Collected data
--- START ---
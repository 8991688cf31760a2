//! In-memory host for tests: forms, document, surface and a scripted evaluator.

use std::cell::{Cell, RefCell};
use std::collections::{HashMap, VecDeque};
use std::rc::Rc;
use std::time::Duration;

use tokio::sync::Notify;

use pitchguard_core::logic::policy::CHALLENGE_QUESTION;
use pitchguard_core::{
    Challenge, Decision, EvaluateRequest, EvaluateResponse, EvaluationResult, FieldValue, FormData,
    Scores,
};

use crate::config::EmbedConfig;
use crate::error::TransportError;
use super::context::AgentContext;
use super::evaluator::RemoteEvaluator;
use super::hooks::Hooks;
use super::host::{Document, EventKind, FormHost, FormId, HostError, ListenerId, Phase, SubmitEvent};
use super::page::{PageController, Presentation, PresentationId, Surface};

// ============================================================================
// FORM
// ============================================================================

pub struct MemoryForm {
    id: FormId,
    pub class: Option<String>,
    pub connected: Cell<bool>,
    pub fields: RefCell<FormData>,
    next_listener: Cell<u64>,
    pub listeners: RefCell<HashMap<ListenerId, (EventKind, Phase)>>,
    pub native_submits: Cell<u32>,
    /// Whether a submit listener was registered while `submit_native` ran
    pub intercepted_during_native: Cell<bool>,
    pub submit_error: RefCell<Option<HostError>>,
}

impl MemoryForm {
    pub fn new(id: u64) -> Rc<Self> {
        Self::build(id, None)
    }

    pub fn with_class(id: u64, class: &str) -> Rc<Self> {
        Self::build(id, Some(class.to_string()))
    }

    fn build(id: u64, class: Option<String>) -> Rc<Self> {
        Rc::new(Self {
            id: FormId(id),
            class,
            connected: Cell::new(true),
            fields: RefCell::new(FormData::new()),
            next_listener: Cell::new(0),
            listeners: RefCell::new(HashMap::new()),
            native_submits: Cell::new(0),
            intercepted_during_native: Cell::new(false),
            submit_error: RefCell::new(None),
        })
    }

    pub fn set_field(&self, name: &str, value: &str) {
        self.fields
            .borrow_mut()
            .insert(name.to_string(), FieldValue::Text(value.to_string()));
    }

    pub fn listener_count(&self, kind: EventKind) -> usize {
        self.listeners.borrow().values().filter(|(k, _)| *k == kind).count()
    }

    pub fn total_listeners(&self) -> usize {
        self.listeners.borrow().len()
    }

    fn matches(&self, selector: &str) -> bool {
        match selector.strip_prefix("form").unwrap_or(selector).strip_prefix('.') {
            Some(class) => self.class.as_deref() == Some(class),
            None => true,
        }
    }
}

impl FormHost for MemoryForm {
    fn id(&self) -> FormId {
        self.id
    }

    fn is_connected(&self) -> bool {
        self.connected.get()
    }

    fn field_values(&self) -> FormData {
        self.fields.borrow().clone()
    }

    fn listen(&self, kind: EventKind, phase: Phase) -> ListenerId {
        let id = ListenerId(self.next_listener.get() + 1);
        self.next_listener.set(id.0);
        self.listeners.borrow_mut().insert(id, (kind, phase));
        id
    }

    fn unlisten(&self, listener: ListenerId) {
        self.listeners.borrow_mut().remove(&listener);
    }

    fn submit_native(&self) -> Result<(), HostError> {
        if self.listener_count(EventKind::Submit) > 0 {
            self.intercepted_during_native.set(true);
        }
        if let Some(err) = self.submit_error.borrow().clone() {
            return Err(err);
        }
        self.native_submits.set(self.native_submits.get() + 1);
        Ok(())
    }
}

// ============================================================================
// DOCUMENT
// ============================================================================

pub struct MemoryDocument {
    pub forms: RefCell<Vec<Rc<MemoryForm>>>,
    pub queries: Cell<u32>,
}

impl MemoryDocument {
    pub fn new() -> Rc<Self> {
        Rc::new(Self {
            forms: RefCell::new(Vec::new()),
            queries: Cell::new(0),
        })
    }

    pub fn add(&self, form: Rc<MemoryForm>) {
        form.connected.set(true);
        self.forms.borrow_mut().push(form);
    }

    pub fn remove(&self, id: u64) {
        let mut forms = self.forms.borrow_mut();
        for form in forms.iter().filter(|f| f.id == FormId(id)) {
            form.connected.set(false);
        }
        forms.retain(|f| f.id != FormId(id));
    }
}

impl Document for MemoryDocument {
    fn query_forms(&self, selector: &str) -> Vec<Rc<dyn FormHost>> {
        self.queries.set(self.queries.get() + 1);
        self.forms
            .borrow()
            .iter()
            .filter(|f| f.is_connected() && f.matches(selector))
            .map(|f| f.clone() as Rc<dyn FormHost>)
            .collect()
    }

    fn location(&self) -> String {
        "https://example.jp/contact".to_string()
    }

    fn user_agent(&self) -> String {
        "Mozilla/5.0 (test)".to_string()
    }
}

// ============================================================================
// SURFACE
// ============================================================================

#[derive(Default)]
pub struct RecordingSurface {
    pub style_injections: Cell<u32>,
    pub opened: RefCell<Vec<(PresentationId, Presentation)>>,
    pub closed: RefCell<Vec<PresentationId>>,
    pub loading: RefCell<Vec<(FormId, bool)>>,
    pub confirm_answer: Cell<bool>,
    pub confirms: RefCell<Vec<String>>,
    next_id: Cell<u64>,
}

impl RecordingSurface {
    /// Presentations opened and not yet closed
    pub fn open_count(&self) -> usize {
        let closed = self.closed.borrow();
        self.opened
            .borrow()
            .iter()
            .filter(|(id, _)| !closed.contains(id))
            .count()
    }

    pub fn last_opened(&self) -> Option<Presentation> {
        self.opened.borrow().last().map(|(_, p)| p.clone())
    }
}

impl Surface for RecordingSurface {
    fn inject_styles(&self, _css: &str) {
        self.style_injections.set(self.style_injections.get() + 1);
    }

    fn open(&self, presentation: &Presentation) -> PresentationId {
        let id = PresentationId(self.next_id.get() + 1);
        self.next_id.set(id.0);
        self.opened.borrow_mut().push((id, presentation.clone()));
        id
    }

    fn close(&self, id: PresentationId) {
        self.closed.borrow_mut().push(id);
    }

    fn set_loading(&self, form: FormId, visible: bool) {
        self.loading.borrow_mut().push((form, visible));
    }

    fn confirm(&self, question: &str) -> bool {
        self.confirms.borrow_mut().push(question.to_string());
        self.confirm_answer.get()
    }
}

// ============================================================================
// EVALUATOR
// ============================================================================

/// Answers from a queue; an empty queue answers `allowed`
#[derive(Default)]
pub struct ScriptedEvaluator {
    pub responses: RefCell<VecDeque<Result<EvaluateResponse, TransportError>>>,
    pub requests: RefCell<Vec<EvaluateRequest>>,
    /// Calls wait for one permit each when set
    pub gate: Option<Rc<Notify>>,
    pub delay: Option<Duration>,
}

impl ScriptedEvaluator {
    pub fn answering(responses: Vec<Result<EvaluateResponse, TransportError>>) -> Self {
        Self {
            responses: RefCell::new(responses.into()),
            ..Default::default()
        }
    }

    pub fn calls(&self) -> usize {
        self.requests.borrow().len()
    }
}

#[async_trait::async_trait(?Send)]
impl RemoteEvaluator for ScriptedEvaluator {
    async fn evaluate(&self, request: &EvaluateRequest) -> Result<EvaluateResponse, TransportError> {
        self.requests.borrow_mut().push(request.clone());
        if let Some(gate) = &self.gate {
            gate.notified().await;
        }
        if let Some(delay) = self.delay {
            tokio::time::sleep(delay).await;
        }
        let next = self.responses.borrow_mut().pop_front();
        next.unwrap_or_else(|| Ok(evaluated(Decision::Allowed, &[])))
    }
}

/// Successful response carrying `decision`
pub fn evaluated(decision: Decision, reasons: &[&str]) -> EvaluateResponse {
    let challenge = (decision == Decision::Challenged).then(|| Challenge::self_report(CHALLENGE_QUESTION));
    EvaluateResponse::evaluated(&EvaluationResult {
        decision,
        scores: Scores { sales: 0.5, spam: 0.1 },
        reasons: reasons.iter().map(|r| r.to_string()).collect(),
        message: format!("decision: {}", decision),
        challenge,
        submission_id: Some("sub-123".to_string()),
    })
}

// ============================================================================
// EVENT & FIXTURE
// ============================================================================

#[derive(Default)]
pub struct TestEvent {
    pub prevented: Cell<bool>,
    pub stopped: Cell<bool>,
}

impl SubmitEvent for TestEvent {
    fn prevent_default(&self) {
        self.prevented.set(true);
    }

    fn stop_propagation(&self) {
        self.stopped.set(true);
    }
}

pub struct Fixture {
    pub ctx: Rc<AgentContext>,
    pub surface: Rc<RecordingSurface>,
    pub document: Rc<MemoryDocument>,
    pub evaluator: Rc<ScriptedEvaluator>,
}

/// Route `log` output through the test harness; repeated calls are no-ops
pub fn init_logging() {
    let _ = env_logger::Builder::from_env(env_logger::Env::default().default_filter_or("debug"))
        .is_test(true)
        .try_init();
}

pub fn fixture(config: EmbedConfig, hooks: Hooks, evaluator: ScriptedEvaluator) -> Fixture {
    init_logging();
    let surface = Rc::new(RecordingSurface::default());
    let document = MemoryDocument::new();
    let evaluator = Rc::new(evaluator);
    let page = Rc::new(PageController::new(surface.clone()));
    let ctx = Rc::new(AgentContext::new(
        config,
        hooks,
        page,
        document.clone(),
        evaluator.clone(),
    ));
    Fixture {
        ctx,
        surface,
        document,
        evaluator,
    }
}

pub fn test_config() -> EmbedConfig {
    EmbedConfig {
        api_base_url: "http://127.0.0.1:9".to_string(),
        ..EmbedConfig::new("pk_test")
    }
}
--- END ---
--- START ---
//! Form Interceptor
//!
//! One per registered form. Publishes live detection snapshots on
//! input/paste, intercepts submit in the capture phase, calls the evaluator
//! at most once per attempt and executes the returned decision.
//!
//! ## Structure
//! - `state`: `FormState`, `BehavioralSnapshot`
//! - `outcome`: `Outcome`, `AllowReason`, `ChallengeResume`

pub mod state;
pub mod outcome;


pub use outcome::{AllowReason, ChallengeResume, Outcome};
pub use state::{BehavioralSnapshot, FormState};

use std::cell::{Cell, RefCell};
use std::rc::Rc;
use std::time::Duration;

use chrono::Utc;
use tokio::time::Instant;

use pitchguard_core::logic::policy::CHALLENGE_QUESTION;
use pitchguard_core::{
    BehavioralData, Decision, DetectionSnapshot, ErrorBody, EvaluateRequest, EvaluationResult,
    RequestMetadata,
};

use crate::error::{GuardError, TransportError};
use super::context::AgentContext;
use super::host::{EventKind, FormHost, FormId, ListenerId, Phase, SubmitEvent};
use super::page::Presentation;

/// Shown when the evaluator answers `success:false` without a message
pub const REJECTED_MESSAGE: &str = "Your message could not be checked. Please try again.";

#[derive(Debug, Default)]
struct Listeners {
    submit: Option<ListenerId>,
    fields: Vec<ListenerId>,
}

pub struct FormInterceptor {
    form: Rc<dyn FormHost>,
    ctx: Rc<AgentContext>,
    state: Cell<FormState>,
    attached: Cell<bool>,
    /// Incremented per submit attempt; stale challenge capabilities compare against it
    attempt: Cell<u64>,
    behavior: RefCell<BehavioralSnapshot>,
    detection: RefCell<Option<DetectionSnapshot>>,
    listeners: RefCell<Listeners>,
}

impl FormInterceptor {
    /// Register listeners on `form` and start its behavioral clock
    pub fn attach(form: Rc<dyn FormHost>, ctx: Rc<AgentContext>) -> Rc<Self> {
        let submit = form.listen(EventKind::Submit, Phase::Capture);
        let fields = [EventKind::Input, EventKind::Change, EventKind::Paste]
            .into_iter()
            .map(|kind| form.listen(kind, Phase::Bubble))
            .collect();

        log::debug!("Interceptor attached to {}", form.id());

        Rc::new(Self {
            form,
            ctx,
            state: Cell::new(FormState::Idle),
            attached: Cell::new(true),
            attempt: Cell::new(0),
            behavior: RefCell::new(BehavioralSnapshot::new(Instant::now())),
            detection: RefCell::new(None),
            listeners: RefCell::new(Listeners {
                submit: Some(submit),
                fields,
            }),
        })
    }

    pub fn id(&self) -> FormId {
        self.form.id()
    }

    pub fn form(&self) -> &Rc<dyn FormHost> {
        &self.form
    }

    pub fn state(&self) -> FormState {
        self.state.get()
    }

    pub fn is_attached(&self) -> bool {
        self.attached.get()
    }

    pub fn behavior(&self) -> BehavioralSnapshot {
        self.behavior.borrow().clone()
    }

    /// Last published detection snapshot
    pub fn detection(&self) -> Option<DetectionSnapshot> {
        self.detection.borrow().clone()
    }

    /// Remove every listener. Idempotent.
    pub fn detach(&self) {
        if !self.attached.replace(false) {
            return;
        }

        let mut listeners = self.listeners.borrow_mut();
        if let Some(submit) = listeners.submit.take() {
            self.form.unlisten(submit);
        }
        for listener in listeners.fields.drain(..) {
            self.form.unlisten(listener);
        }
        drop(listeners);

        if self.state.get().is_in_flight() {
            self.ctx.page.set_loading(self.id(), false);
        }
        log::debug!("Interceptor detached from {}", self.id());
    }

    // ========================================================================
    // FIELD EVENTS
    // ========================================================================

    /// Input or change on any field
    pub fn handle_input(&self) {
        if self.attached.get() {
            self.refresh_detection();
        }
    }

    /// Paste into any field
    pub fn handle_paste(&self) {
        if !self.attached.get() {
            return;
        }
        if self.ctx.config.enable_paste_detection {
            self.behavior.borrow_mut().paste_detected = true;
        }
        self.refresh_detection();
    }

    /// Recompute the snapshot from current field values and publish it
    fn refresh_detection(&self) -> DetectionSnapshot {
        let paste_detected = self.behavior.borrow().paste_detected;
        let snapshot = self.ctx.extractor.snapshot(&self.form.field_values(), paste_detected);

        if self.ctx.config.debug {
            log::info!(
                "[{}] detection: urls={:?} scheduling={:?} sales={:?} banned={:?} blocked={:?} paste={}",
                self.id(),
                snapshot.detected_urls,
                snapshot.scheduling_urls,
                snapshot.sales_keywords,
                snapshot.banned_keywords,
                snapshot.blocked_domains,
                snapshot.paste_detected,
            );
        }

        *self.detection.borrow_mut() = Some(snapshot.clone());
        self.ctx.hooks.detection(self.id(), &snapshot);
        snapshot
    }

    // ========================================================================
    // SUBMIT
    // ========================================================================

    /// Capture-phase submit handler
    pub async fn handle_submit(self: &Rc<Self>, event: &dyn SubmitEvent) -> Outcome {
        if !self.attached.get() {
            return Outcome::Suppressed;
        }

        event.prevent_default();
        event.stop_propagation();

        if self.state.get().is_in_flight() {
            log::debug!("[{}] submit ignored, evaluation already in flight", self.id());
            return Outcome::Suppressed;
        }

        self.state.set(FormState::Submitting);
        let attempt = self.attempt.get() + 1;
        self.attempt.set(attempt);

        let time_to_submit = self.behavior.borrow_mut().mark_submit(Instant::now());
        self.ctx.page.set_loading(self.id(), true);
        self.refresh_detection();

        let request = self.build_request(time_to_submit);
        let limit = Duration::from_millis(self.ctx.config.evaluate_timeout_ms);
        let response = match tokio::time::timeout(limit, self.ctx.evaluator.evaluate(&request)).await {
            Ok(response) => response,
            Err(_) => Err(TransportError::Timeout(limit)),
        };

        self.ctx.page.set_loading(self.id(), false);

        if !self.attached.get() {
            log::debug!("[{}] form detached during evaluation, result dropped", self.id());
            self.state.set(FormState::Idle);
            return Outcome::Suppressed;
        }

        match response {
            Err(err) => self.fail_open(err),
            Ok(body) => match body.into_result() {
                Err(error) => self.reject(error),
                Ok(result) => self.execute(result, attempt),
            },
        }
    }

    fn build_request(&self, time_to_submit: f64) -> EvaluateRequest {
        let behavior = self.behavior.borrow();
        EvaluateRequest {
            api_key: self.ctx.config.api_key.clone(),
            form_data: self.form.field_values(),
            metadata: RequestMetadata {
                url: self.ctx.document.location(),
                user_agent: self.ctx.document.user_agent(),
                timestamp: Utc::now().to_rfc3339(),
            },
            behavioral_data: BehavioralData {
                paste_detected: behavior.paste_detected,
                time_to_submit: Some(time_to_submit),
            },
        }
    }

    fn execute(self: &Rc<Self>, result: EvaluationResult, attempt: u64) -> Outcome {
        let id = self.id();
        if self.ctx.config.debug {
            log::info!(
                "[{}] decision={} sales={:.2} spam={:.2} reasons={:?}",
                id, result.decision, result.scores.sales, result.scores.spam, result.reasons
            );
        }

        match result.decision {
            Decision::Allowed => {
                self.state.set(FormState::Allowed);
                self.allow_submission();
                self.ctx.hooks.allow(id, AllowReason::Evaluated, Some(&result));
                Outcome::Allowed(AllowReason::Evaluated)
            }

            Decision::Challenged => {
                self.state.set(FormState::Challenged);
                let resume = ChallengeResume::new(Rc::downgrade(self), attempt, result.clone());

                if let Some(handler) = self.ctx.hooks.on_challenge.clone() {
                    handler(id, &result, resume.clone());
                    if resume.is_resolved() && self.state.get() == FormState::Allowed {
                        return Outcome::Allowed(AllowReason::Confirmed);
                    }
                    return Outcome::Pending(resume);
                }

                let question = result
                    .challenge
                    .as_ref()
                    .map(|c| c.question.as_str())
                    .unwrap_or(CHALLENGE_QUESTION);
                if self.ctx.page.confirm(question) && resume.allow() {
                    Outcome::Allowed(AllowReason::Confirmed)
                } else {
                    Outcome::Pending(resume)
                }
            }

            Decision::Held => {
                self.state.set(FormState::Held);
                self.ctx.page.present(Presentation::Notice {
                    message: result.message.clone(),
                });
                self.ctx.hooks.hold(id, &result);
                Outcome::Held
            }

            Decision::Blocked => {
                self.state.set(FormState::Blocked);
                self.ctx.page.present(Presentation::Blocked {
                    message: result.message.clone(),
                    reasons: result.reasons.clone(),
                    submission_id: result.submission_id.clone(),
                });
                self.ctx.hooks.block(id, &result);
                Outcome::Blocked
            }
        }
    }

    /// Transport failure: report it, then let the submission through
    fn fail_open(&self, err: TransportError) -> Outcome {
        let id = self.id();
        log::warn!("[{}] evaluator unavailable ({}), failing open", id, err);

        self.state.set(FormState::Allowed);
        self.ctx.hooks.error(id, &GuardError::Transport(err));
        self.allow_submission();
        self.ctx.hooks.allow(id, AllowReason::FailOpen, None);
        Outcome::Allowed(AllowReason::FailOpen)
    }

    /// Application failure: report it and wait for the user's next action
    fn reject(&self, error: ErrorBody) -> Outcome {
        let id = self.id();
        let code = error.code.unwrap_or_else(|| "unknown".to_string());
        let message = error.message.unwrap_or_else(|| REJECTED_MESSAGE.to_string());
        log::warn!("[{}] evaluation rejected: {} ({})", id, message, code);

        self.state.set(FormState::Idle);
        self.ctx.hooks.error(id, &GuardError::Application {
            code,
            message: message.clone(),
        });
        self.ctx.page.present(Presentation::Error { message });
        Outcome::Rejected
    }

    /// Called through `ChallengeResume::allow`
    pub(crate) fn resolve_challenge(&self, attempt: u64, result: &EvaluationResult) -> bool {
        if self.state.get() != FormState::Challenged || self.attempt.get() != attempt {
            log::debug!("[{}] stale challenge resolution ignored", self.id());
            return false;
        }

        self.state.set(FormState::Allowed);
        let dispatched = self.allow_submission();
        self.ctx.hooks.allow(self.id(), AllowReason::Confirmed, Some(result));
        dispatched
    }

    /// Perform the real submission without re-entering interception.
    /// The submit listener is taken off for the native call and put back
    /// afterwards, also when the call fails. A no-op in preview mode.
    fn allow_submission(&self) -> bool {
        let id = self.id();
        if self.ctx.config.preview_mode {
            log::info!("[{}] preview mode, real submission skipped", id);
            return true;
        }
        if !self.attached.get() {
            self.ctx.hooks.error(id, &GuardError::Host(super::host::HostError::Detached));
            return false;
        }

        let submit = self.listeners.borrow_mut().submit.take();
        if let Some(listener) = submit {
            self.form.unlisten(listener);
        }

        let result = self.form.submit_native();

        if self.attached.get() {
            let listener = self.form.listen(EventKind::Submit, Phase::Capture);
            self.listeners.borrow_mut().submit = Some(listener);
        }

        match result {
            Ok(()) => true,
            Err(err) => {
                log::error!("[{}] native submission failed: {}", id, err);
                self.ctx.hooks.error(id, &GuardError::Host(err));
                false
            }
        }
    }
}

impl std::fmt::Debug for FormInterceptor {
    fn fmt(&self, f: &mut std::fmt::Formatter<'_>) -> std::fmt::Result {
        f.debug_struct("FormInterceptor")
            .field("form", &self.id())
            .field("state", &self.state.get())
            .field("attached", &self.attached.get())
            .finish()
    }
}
--- END ---
* **PROBLEM DETAILS**: Write down every line of the data above that includes the string "EvaluateRequest".

* **FINISHED EXERCISE**:
    Challenge, Decision, EvaluateRequest, EvaluateResponse, EvaluationResult, FieldValue, FormData,
    pub requests: RefCell<Vec<EvaluateRequest>>,
    async fn evaluate(&self, request: &EvaluateRequest) -> Result<EvaluateResponse, TransportError> {
    BehavioralData, Decision, DetectionSnapshot, ErrorBody, EvaluateRequest, EvaluationResult,
    fn build_request(&self, time_to_submit: f64) -> EvaluateRequest {
        EvaluateRequest {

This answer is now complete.